Carleton University to Create Canada’s first Political Management Master’s Program

Clarke-Graduate Program

Carleton University Announced on June 2nd it is creating Canada’s first political management master’s program.

Carleton University announced June 2nd it will create Canada's first political management master's program.

Carleton received $15 million, the largest single donation in its history, to create Canada’s first master’s program in political management June 2.

The donation by Calgary businessman Clayton Riddell, founder and CEO of Paramount Resources Ltd., aims to create a program to improve governance across Canada by providing graduate level training for political staff, campaigners and office-holders.

“I am delighted to invest in an innovative academic program that will provide a deeper understanding of how our country works and how good public policy is developed,” said Riddell in a press release.

Roseann Runte, Carleton’s president, praised Riddell’s generosity.

“Our history of scholarly excellence in the fields of public policy and administration, communications and public affairs, coupled with our location in Ottawa, makes Carleton the best place for this one-of-a-kind program in Canada,” she said.

The one-year full-time program will be similar to other programs currentlyoffered at Fordham University, George Washington University and the London School of Economics and Political Science.

The first class of 25 students is expected to begin in September 2011 and will be housed in Arthur Kroeger College within Carleton’s faculty of public affairs, pending approval by the Ontario Council of Graduate Studies.

“When we start admitting students to the Clayton H. Riddell graduate program in political management, we will be helping to equip political staff with the skills and experience they need to improve our political processes, policy-making, their implementation and theirmanagement at all levels of government,” Runte said.

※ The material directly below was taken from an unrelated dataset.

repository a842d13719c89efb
mod requests_logging;

pub use requests_logging::{log_requests, RequestsLoggingLevel};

The requirements for this program have not been finalized but are likely to be similar to the requirements needed for the master’s of journalism program. Accepted students will take communications and campaign management courses, as well as courses that will introduce them to the relationships between political staff and the public, and the transformation of public policy ideas into legislation.Students will also complete an internship.

“We are hoping to build something that is going to be nationally and internationally recognized as a high quality program that produces conscientious graduates that go on to positions of responsibility and authority in the political realm,” said Chris Dornan, director of Carleton’s Arthur Kroeger College of Public Affairs.

Once graduated, students will be equipped to work as legislative assistants, strategists, campaign managers, senior government advisers and policy liaison officers for civil society and non-governmental organizations, among other professions.

The idea for the program was originally proposed to Carleton by Preston Manning, president and CEO of the Manning Centre for Building Democracy, with the goal to improve the quality and effectiveness of democratic governance in Canada.

“For the past five years we have been seeking to have a program such as this launched in a major Canadian university,” said Manning in a press release.

Riddell, who had no previous affiliation with the university, said Manning convinced him Carleton was the best university to house this new program.

“The university was recommended to me by Preston Manning. We respect Carleton’s commitment to public policy and public affairs, its outstanding faculty, its record of academic excellence and its innovation. Coupled with its location in Canada’s capital, these factors make Carleton the best university for this program.”